Your instructions -> From the entries below, please gather each line containing the string "PriceAsc".

Stored data ->
○ ○ ○ ○ ○

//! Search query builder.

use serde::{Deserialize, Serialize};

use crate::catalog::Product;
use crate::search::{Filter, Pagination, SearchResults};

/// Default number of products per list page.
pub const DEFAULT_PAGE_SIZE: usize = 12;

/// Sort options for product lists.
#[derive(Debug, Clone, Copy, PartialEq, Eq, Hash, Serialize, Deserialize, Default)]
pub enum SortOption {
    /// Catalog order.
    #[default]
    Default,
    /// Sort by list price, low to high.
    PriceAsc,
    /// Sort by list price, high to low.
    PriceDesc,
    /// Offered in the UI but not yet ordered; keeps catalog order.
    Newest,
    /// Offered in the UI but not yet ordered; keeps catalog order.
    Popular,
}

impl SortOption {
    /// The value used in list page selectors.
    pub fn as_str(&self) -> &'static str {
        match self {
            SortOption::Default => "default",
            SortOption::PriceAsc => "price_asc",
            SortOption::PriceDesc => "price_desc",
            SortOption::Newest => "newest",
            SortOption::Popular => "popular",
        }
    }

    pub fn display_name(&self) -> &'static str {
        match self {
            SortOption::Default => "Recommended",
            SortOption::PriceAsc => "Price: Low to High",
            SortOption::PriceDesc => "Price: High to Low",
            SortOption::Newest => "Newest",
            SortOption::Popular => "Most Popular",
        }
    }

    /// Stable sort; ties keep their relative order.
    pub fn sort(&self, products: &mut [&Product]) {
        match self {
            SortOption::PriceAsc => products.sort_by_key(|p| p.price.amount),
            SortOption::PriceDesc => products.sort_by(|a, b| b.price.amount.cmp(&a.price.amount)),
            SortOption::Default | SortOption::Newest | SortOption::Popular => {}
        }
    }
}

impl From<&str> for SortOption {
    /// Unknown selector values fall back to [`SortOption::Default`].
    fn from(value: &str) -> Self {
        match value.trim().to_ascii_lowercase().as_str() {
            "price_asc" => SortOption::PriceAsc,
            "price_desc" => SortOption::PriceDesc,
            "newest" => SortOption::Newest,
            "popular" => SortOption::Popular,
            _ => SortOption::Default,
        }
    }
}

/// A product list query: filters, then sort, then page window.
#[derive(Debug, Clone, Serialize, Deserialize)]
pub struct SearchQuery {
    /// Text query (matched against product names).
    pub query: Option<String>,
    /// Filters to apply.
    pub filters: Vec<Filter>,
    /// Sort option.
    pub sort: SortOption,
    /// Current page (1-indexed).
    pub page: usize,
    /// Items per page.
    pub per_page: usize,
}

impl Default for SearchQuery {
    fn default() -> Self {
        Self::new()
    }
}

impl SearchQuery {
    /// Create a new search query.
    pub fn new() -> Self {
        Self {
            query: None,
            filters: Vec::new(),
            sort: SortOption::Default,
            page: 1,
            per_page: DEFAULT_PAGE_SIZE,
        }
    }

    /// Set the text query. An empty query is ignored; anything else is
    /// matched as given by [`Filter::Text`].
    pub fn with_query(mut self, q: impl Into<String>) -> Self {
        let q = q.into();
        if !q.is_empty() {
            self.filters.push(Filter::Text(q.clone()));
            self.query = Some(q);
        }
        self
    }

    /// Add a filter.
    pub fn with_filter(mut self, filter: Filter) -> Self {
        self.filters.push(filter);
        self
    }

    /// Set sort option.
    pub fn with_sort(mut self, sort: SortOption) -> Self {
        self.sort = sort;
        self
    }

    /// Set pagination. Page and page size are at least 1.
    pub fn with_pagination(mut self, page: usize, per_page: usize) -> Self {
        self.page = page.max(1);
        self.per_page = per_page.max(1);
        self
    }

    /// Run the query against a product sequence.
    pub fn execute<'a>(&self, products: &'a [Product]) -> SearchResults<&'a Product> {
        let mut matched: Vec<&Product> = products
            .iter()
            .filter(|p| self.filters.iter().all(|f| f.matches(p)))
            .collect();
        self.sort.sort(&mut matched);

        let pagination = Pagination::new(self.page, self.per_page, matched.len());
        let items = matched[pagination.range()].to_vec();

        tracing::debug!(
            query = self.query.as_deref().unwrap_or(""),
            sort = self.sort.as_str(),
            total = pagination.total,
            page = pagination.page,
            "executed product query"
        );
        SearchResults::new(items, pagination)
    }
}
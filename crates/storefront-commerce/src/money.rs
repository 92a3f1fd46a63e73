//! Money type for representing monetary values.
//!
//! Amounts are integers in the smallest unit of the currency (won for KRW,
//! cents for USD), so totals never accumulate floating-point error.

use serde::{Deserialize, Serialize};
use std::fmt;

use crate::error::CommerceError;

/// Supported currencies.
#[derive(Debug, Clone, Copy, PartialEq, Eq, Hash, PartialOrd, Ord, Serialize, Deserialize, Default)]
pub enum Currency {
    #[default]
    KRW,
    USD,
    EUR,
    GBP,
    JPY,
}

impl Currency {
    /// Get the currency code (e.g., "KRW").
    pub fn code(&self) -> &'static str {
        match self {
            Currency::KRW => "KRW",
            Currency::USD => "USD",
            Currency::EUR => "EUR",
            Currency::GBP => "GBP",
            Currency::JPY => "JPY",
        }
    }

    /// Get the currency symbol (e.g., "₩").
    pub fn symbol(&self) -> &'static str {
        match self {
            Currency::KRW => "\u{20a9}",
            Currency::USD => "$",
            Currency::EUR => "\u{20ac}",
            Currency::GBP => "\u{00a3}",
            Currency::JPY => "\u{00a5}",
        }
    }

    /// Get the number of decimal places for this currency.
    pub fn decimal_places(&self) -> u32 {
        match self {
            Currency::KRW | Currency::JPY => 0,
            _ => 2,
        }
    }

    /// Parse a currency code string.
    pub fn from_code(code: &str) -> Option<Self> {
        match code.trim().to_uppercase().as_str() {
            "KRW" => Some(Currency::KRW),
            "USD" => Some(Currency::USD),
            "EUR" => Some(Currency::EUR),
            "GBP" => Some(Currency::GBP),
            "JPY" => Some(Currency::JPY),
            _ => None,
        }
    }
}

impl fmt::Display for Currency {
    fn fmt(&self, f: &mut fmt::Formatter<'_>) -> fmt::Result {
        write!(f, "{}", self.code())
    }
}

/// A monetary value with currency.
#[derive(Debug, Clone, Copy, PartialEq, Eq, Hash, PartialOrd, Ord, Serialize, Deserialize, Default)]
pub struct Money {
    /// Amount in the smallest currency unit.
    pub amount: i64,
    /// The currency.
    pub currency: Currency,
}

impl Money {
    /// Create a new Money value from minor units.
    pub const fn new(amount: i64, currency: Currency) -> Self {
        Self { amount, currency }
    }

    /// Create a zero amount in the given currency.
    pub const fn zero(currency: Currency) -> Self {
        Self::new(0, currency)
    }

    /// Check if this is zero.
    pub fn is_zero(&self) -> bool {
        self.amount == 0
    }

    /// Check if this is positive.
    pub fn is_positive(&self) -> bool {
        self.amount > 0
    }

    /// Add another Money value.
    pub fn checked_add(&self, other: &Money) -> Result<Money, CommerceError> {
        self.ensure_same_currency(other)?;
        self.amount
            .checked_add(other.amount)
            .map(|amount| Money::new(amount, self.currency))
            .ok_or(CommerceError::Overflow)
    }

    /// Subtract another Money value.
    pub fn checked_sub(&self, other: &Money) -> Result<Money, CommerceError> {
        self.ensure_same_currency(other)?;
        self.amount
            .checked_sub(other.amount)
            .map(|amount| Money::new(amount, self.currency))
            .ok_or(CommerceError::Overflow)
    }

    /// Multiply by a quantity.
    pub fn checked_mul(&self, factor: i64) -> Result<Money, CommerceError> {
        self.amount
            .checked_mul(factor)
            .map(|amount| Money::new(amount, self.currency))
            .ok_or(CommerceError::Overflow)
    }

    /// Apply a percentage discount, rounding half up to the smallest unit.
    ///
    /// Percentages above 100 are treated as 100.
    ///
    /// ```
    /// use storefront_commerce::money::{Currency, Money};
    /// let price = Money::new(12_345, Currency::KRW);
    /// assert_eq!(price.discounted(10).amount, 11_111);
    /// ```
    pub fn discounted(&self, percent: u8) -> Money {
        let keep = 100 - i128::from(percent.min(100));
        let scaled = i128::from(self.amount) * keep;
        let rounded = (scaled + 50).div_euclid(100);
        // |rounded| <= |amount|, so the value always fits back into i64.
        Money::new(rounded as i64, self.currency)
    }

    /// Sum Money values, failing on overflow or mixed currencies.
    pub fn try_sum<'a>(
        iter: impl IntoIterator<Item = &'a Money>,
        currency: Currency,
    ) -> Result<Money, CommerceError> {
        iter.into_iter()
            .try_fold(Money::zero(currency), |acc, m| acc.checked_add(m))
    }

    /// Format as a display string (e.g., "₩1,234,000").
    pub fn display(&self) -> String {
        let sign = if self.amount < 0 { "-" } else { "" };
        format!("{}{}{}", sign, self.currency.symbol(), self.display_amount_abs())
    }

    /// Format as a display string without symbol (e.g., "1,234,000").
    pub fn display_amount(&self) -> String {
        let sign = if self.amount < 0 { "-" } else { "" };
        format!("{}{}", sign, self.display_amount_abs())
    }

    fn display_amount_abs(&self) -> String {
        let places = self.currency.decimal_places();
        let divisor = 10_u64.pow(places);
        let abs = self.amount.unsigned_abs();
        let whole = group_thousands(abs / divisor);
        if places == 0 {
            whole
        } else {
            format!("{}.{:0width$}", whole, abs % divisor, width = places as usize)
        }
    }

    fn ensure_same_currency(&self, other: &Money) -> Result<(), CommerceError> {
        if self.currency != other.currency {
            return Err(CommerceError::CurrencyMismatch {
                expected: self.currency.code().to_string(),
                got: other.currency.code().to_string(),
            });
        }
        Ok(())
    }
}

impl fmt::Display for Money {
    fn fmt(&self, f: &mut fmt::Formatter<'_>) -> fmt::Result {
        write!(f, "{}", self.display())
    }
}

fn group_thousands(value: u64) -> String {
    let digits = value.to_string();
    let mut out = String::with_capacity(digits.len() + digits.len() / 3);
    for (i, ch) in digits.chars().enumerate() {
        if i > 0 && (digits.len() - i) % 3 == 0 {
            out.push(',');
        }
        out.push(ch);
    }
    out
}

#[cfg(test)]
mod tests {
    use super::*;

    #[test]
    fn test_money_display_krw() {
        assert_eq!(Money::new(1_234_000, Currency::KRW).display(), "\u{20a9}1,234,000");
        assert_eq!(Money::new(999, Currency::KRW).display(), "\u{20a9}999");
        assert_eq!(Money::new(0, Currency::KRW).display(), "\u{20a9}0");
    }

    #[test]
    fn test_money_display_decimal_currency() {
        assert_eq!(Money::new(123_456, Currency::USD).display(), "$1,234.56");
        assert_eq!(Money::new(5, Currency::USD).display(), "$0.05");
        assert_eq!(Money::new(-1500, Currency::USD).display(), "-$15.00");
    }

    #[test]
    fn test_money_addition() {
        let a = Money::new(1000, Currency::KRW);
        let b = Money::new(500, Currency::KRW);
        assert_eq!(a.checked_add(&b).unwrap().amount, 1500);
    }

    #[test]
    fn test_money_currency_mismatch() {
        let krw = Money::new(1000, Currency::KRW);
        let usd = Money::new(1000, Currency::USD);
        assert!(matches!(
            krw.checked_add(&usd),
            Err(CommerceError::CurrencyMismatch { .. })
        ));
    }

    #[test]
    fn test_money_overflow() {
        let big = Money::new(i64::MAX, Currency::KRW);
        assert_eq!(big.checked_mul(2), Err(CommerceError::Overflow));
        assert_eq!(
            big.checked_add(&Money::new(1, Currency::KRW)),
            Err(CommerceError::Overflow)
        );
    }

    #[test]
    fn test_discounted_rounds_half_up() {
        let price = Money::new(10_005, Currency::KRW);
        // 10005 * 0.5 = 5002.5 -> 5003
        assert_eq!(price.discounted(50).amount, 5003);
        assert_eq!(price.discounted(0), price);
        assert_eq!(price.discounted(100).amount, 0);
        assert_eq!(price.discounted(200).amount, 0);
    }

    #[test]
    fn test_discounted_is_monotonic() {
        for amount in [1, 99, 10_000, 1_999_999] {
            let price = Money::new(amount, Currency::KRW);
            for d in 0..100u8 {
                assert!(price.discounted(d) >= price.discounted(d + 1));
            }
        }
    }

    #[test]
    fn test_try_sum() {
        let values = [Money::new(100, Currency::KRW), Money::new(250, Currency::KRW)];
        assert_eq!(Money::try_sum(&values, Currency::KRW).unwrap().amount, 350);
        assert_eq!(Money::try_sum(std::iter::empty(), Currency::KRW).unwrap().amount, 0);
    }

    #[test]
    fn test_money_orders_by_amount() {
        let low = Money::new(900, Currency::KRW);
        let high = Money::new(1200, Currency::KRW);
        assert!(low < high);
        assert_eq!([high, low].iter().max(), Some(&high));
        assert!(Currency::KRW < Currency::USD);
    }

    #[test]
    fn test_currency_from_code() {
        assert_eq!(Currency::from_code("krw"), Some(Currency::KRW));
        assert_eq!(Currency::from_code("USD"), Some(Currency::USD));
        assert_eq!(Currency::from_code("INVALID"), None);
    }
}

○ ○ ○ ○ ○

Task output ->
    PriceAsc,
            SortOption::PriceAsc => "price_asc",
            SortOption::PriceAsc => "Price: Low to High",
            SortOption::PriceAsc => products.sort_by_key(|p| p.price.amount),
            "price_asc" => SortOption::PriceAsc,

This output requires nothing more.